In a statement, Apple said that it had made the decision to remove the power adapter as part of its goal to become entirely carbon neutral by 2030.

“At Apple, we dedicate our resources and innovation to protect the planet we all share. Already carbon neutral for our own operations, earlier this year we set an ambitious goal to become carbon neutral for our entire supply chain and product usage by 2030 – so every Apple device sold will have net zero carbon impact,” a spokesperson said.

“One of the steps along our path is to reduce the materials used in our products and packaging. With billions of USB-A power adapters already in use across the world, we decided not to include them with iPhone and Apple Watch this year. Power adapters represented our largest use of zinc and plastic. Eliminating them from the box also allows for smaller, lighter packaging. And, we’re transitioning our manufacturing partners to renewable energy.  

“Altogether, the changes we’ve made for iPhone 12 and Apple Watch cut over 2 million metric tons of carbon emissions — equivalent to removing 500,000 cars from the road per year — and we hope others will follow our lead.”

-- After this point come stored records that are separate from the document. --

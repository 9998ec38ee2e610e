//! Sharded, incremental index store
//!
//! The index lives under `<root>/.codemap/`. The root manifest lists every
//! directory that has indexed files; each such directory has its own shard
//! file holding the entries for the files directly inside it. Shards are
//! loaded on first access, cached for the life of the store, and written back
//! only when mutated.

pub mod paths;
pub mod search;
pub mod types;

use crate::error::{CodemapError, Result};
use chrono::Utc;
use codemap_extractors::{LineRange, Symbol, SymbolKind};
use serde::Serialize;
use serde::de::DeserializeOwned;
use std::collections::{BTreeMap, BTreeSet, HashMap, HashSet};
use std::fs;
use std::path::{Path, PathBuf};
use tracing::{debug, warn};

pub use paths::{CODEMAP_DIR, MAP_FILE, ROOT_SHARD_FILE};
pub use search::SymbolMatch;
pub use types::{
    ConfigSnapshot, DirectoryShard, FileEntry, IndexBreakdown, IndexStats, RootManifest,
};

pub struct IndexStore {
    root: PathBuf,
    codemap_dir: PathBuf,
    manifest: RootManifest,
    shards: HashMap<String, DirectoryShard>,
    dirty: HashSet<String>,
}

impl IndexStore {
    /// Store for `root`, reusing an existing manifest when one is present
    pub fn open(root: &Path) -> Self {
        let codemap_dir = root.join(CODEMAP_DIR);
        let manifest_file = paths::manifest_path(&codemap_dir);
        let manifest = if manifest_file.exists() {
            read_json_or_default(&manifest_file, || {
                RootManifest::new(&root.to_string_lossy())
            })
        } else {
            RootManifest::new(&root.to_string_lossy())
        };

        Self {
            root: root.to_path_buf(),
            codemap_dir,
            manifest,
            shards: HashMap::new(),
            dirty: HashSet::new(),
        }
    }

    /// Store for an existing index; `NotFound` when `root` was never indexed
    pub fn load(root: &Path) -> Result<Self> {
        let manifest_file = paths::manifest_path(&root.join(CODEMAP_DIR));
        if !manifest_file.exists() {
            return Err(CodemapError::NotFound(root.join(CODEMAP_DIR)));
        }
        Ok(Self::open(root))
    }

    pub fn root(&self) -> &Path {
        &self.root
    }

    pub fn manifest(&self) -> &RootManifest {
        &self.manifest
    }

    pub fn directories(&self) -> &BTreeSet<String> {
        &self.manifest.directories
    }

    pub fn stats(&self) -> &IndexStats {
        &self.manifest.stats
    }

    pub fn set_metadata(&mut self, root: &str, config: ConfigSnapshot) {
        self.manifest.root = root.to_string();
        self.manifest.config = config;
    }

    /// Upserts the entry for `path`, creating its shard if needed
    ///
    /// Keys that would resolve outside the root are rejected with `InvalidQuery`.
    pub fn put(
        &mut self,
        path: &str,
        hash: &str,
        language: &str,
        lines: usize,
        symbols: Vec<Symbol>,
    ) -> Result<()> {
        if path.starts_with(['/', '\\']) || !paths::is_contained(&paths::normalize_rel_path(path)) {
            return Err(CodemapError::InvalidQuery(format!(
                "{} is not a path inside the project",
                path
            )));
        }
        let (directory, file_name) = paths::split_rel_path(path);
        let entry = FileEntry {
            hash: hash.to_string(),
            indexed_at: Utc::now(),
            language: language.to_string(),
            lines,
            symbols,
        };

        self.shard_mut(&directory).files.insert(file_name, entry);
        self.manifest.directories.insert(directory.clone());
        self.dirty.insert(directory);
        Ok(())
    }

    /// Drops the entry for `path`; an emptied shard is deleted from disk
    pub fn remove(&mut self, path: &str) -> bool {
        let (directory, file_name) = paths::split_rel_path(path);
        if !self.manifest.directories.contains(&directory) {
            return false;
        }

        let shard = self.shard_mut(&directory);
        if shard.files.remove(&file_name).is_none() {
            return false;
        }

        if shard.is_empty() {
            self.shards.remove(&directory);
            self.dirty.remove(&directory);
            self.manifest.directories.remove(&directory);
            self.delete_shard_file(&directory);
        } else {
            self.dirty.insert(directory);
        }
        true
    }

    pub fn get(&mut self, path: &str) -> Option<&FileEntry> {
        let (directory, file_name) = paths::split_rel_path(path);
        if !self.manifest.directories.contains(&directory) {
            return None;
        }
        self.shard_mut(&directory).files.get(&file_name)
    }

    pub fn get_hash(&mut self, path: &str) -> Option<String> {
        self.get(path).map(|entry| entry.hash.clone())
    }

    /// Every indexed file, in manifest directory order then file name order
    pub fn all_entries(&mut self) -> impl Iterator<Item = (String, &FileEntry)> + '_ {
        self.load_all();
        let shards = &self.shards;
        self.manifest
            .directories
            .iter()
            .filter_map(move |dir| shards.get(dir).map(|shard| (dir, shard)))
            .flat_map(|(dir, shard)| {
                shard
                    .files
                    .iter()
                    .map(move |(name, entry)| (paths::join_rel_path(dir, name), entry))
            })
    }

    pub fn find_symbol(&mut self, query: &str, kind: Option<&SymbolKind>) -> Vec<SymbolMatch> {
        let query_lower = query.to_lowercase();
        let mut results = Vec::new();
        for (path, entry) in self.all_entries() {
            search::search_symbols(&path, &entry.symbols, &query_lower, kind, &mut results);
        }
        results
    }

    /// Flattened symbols of `path` overlapping `range`, outermost first
    pub fn symbols_in_range(&mut self, path: &str, range: &LineRange) -> Option<Vec<SymbolMatch>> {
        let key = paths::normalize_rel_path(path);
        let entry = self.get(&key)?;
        let mut results = Vec::new();
        search::symbols_overlapping(&key, &entry.symbols, range, &mut results);
        Some(results)
    }

    pub fn breakdown(&mut self) -> IndexBreakdown {
        fn count_kinds(symbols: &[Symbol], counts: &mut BTreeMap<String, usize>) {
            for symbol in symbols {
                *counts.entry(symbol.kind.as_str().to_string()).or_default() += 1;
                count_kinds(&symbol.children, counts);
            }
        }

        self.all_entries()
            .fold(IndexBreakdown::default(), |mut acc, (_, entry)| {
                *acc.files_by_language.entry(entry.language.clone()).or_default() += 1;
                count_kinds(&entry.symbols, &mut acc.symbols_by_kind);
                acc
            })
    }

    pub fn recompute_stats(&mut self) {
        let (total_files, total_symbols) = self
            .all_entries()
            .fold((0, 0), |(files, symbols), (_, entry)| {
                (files + 1, symbols + entry.symbol_count())
            });

        self.manifest.stats = IndexStats {
            total_files,
            total_symbols,
            last_full_index: Some(Utc::now()),
        };
    }

    /// Writes mutated shards and the manifest
    pub fn persist(&mut self) -> Result<()> {
        fs::create_dir_all(&self.codemap_dir)?;

        let mut written = 0;
        let dirty: Vec<String> = self.dirty.iter().cloned().collect();
        for directory in dirty {
            if let Some(shard) = self.shards.get_mut(&directory).filter(|s| !s.is_empty()) {
                shard.generated_at = Utc::now();
                write_json_atomic(&paths::shard_path(&self.codemap_dir, &directory), shard)?;
                written += 1;
            }
            self.dirty.remove(&directory);
        }

        self.manifest.generated_at = Utc::now();
        write_json_atomic(&paths::manifest_path(&self.codemap_dir), &self.manifest)?;
        debug!("Persisted {} shards and manifest to {}", written, self.codemap_dir.display());
        Ok(())
    }

    /// Deletes all persisted state and resets the caches
    pub fn clear(&mut self) -> Result<()> {
        if self.codemap_dir.exists() {
            fs::remove_dir_all(&self.codemap_dir)?;
        }
        self.shards.clear();
        self.dirty.clear();
        self.manifest = RootManifest::new(&self.root.to_string_lossy());
        Ok(())
    }

    fn shard_mut(&mut self, directory: &str) -> &mut DirectoryShard {
        let codemap_dir = &self.codemap_dir;
        let listed = self.manifest.directories.contains(directory);
        self.shards
            .entry(directory.to_string())
            .or_insert_with(|| read_shard(codemap_dir, directory, listed))
    }

    fn load_all(&mut self) {
        let directories: Vec<String> = self.manifest.directories.iter().cloned().collect();
        for directory in directories {
            self.shard_mut(&directory);
        }
    }

    fn delete_shard_file(&self, directory: &str) {
        let path = paths::shard_path(&self.codemap_dir, directory);
        match fs::remove_file(&path) {
            Ok(()) => debug!("Deleted empty shard {}", path.display()),
            Err(e) if e.kind() == std::io::ErrorKind::NotFound => {}
            Err(e) => warn!("Failed to delete shard {}: {}", path.display(), e),
        }
        if directory.is_empty() {
            return;
        }

        // Best effort: stops at the first directory that still has content
        let mut current = path.parent();
        while let Some(dir) = current {
            if dir == self.codemap_dir || !dir.starts_with(&self.codemap_dir) {
                break;
            }
            if fs::remove_dir(dir).is_err() {
                break;
            }
            current = dir.parent();
        }
    }
}

fn read_shard(codemap_dir: &Path, directory: &str, listed: bool) -> DirectoryShard {
    let path = paths::shard_path(codemap_dir, directory);
    if !listed || !path.exists() {
        return DirectoryShard::new(directory);
    }
    read_json_or_default(&path, || DirectoryShard::new(directory))
}

/// Parses a persisted JSON file; unreadable or malformed data yields `fallback`
fn read_json_or_default<T, F>(path: &Path, fallback: F) -> T
where
    T: DeserializeOwned,
    F: FnOnce() -> T,
{
    match read_json(path) {
        Ok(value) => value,
        Err(e) => {
            warn!("{}; treating as empty", e);
            fallback()
        }
    }
}

fn read_json<T: DeserializeOwned>(path: &Path) -> Result<T> {
    let content = fs::read_to_string(path)?;
    serde_json::from_str(&content).map_err(|e| CodemapError::CorruptPersisted {
        path: path.to_path_buf(),
        message: e.to_string(),
    })
}

/// Writes through a sibling temp file and a rename
fn write_json_atomic<T: Serialize>(path: &Path, value: &T) -> Result<()> {
    if let Some(parent) = path.parent() {
        fs::create_dir_all(parent)?;
    }
    let json = serde_json::to_string_pretty(value)?;
    let tmp = path.with_extension("json.tmp");
    fs::write(&tmp, json)?;
    fs::rename(&tmp, path)?;
    Ok(())
}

Rather than restricting sales of the chargers, Apple could make its phones more easily repairable and recyclable.

Recently, the EU voted in favour of establishing stronger “right to repair” rules that would make it harder for software updates or other factors to degrade the phone.

It aims to put an end to what it calls “premature product obsolescence”, penalising companies whose products are unsustainable.